NEW JERSEY DEP’T OF CORRECTIONS, et al.,
Defendants.
IT APPEARING THAT: 1. On or about January 23, 2024, Plaintiff Juan Zalzar, a civilly committed person under the New Jersey Sexually Violent Predator Act, N.J.S.A. 30:4-27.24-38, confined in the Special Treatment Unit (“STU”), in Avenel, New Jersey, filed a pro se civil rights complaint under 42 U.S.C. § 1983 and the New Jersey Civil Rights Act (“NJCRA”) N.J.S.A. 10:6-2 et al. (ECF No. 1). This Court granted Plaintiff’s application to proceed without payment of the filing fee (“IFP application”) under 28 U.S.C. § 1915(a). (ECF No. 2). 2. Because Plaintiff was granted in forma pauperis status, this Court is required to screen his complaint pursuant to 28 U.S.C. § 1915(e)(2)(B), and sua sponte dismiss any claim that is frivolous, malicious, fails to state a claim upon which relief may be granted, or seeks monetary relief from a defendant who is immune from such relief. “The legal standard for dismissing a complaint for failure to state a claim pursuant to 28 U.S.C. § 1915(e)(2)(B)(ii) is the same as that for dismissing a complaint pursuant to Federal Rule of Civil Procedure 12(b)(6).” Schreane v. Seana, 506 F. App’x 120, 122 (3d Cir. 2012) (citing Allah v. Seiverling, 229 F.3d 220, 223 (3d Cir. 2000)). 3. In deciding a motion to dismiss pursuant to Fed. R. Civ. P. 12(b)(6), a district court is “required to accept as true all factual allegations in the complaint and draw all inferences in the facts alleged in the light most favorable to the [Plaintiff].” Phillips v. Cnty. of Allegheny, 515 F.3d 224, 228 (3d Cir. 2008). “[A] complaint attacked by a . . . motion to dismiss does not need detailed
factual allegations.” Bell Atlantic v. Twombly, 550 U.S. 544, 555 (2007). However, a plaintiff’s “obligation to provide the ‘grounds’ of his ‘entitle[ment] to relief’ requires more than labels and conclusions, and a formulaic recitation of the elements of a cause of action will not do.” Id. (citing Papasan v. Allain, 478 U.S. 265, 286 (1986)).

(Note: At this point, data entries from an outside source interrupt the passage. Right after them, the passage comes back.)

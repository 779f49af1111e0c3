//! Vector clocks capturing causal order between concurrent writers.

use serde::{Deserialize, Serialize};
use std::collections::BTreeMap;
use std::fmt;

#[derive(Debug, Clone, Default, PartialEq, Eq, Serialize, Deserialize)]
pub struct VectorClock {
    counters: BTreeMap<String, u64>,
}

impl VectorClock {
    pub fn new() -> Self {
        Self::default()
    }

    pub fn get(&self, peer_id: &str) -> u64 {
        self.counters.get(peer_id).copied().unwrap_or(0)
    }

    pub fn increment(&mut self, peer_id: &str) {
        *self.counters.entry(peer_id.to_string()).or_insert(0) += 1;
    }

    pub fn merge(&self, other: &VectorClock) -> VectorClock {
        let mut merged = self.counters.clone();
        for (peer, &count) in &other.counters {
            let entry = merged.entry(peer.clone()).or_insert(0);
            if count > *entry {
                *entry = count;
            }
        }
        VectorClock { counters: merged }
    }

    fn peers<'a>(&'a self, other: &'a VectorClock) -> impl Iterator<Item = &'a str> {
        let mut all: Vec<&str> = self
            .counters
            .keys()
            .chain(other.counters.keys())
            .map(|s| s.as_str())
            .collect();
        all.sort_unstable();
        all.dedup();
        all.into_iter()
    }

    /// `a happens_before b`: every counter in `a` is <= the matching counter in
    /// `b`, and at least one is strictly less.
    pub fn happens_before(&self, other: &VectorClock) -> bool {
        let mut strictly_less = false;
        for peer in self.peers(other) {
            let a = self.get(peer);
            let b = other.get(peer);
            if a > b {
                return false;
            }
            if a < b {
                strictly_less = true;
            }
        }
        strictly_less
    }

    pub fn concurrent(&self, other: &VectorClock) -> bool {
        !self.happens_before(other) && !other.happens_before(self) && self != other
    }

    pub fn compare(&self, other: &VectorClock) -> ClockOrdering {
        if self == other {
            ClockOrdering::Equal
        } else if self.happens_before(other) {
            ClockOrdering::Before
        } else if other.happens_before(self) {
            ClockOrdering::After
        } else {
            ClockOrdering::Concurrent
        }
    }
}

#[derive(Debug, Clone, Copy, PartialEq, Eq)]
pub enum ClockOrdering {
    Before,
    After,
    Equal,
    Concurrent,
}

impl fmt::Display for VectorClock {
    fn fmt(&self, f: &mut fmt::Formatter<'_>) -> fmt::Result {
        let tokens: Vec<String> = self
            .counters
            .iter()
            .map(|(peer, count)| format!("{peer}:{count}"))
            .collect();
        write!(f, "{}", tokens.join(","))
    }
}

impl std::str::FromStr for VectorClock {
    type Err = crate::error::CoreError;

    fn from_str(s: &str) -> Result<Self, Self::Err> {
        let mut counters = BTreeMap::new();
        if s.is_empty() {
            return Ok(VectorClock { counters });
        }
        for token in s.split(',') {
            let (peer, count) = token
                .split_once(':')
                .ok_or_else(|| crate::error::internal(format!("malformed vector clock token: {token}")))?;
            let count: u64 = count
                .parse()
                .map_err(|_| crate::error::internal(format!("malformed vector clock counter: {count}")))?;
            counters.insert(peer.to_string(), count);
        }
        Ok(VectorClock { counters })
    }
}

#[cfg(test)]
mod tests {
    use super::*;

    #[test]
    fn increment_and_get() {
        let mut vc = VectorClock::new();
        vc.increment("a");
        vc.increment("a");
        assert_eq!(vc.get("a"), 2);
        assert_eq!(vc.get("b"), 0);
    }

    #[test]
    fn merge_is_pointwise_max() {
        let mut a = VectorClock::new();
        a.increment("a");
        a.increment("a");
        let mut b = VectorClock::new();
        b.increment("a");
        b.increment("b");
        let merged = a.merge(&b);
        assert_eq!(merged.get("a"), 2);
        assert_eq!(merged.get("b"), 1);
    }

    #[test]
    fn happens_before_and_concurrent() {
        let mut a = VectorClock::new();
        a.increment("p1");
        let mut b = a.clone();
        b.increment("p1");
        assert!(a.happens_before(&b));
        assert!(!b.happens_before(&a));

        let mut c = VectorClock::new();
        c.increment("p2");
        assert!(a.concurrent(&c));
        assert!(!a.happens_before(&c));
        assert!(!c.happens_before(&a));
    }

    #[test]
    fn roundtrip_serialization() {
        let mut vc = VectorClock::new();
        vc.increment("peer-a");
        vc.increment("peer-b");
        vc.increment("peer-b");
        let s = vc.to_string();
        let parsed: VectorClock = s.parse().unwrap();
        assert_eq!(vc, parsed);
    }

    #[test]
    fn exactly_one_relation_holds() {
        let mut a = VectorClock::new();
        a.increment("p1");
        let mut b = VectorClock::new();
        b.increment("p2");
        let rels = [
            a.happens_before(&b),
            b.happens_before(&a),
            a == b,
            a.concurrent(&b),
        ];
        assert_eq!(rels.iter().filter(|&&r| r).count(), 1);
    }
}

A court is “not bound to accept as true a legal conclusion couched as a factual allegation.” Papasan, 478 U.S. at 286. Instead, assuming the factual allegations in the complaint are true, those “[f]actual allegations must be enough to raise a right to relief above the speculative level.” Twombly, 550 U.S. at 555. 4. “To survive a motion to dismiss, a complaint must contain sufficient factual matter, accepted as true, to ‘state a claim for relief that is plausible on its face.’” Ashcroft v. Iqbal, 556 U.S. 662, 678 (2009) (citing Twombly, 550 U.S. at 570). “A claim has facial plausibility when the
pleaded factual content allows the court to draw the reasonable inference that the defendant is liable for misconduct alleged.” Id. “Determining whether the allegations in a complaint are plausible is a context-specific task that requires the reviewing court to draw on its judicial experience and common sense.” Id. at 679. “[W]here the well-pleaded facts do not permit the court to infer more than the mere possibility of misconduct, the complaint has alleged—but it has not ‘show[n]’—‘that the pleader is entitled to relief.’” Id. (citing Fed. R. Civ. P. 8(a)(2)). Moreover, while pro se pleadings are liberally construed, “pro se litigants still must allege sufficient facts in their complaints to support a claim.” Mala v. Crown Bay Marina, Inc., 704 F.3d 239, 245 (3d Cir. 2013) (citation omitted) (emphasis added). 5. Plaintiff names the following defendants to this action: New Jersey Department of Corrections, Major John Doe, Lieutenant C. Mirra, Sergeant Parmar, and Officer Cromarti-Marti. Plaintiff seeks damages and injunctive relief. Therefore, this Court liberally construes the claims against the individual defendants as brought against them in their personal and official capacities.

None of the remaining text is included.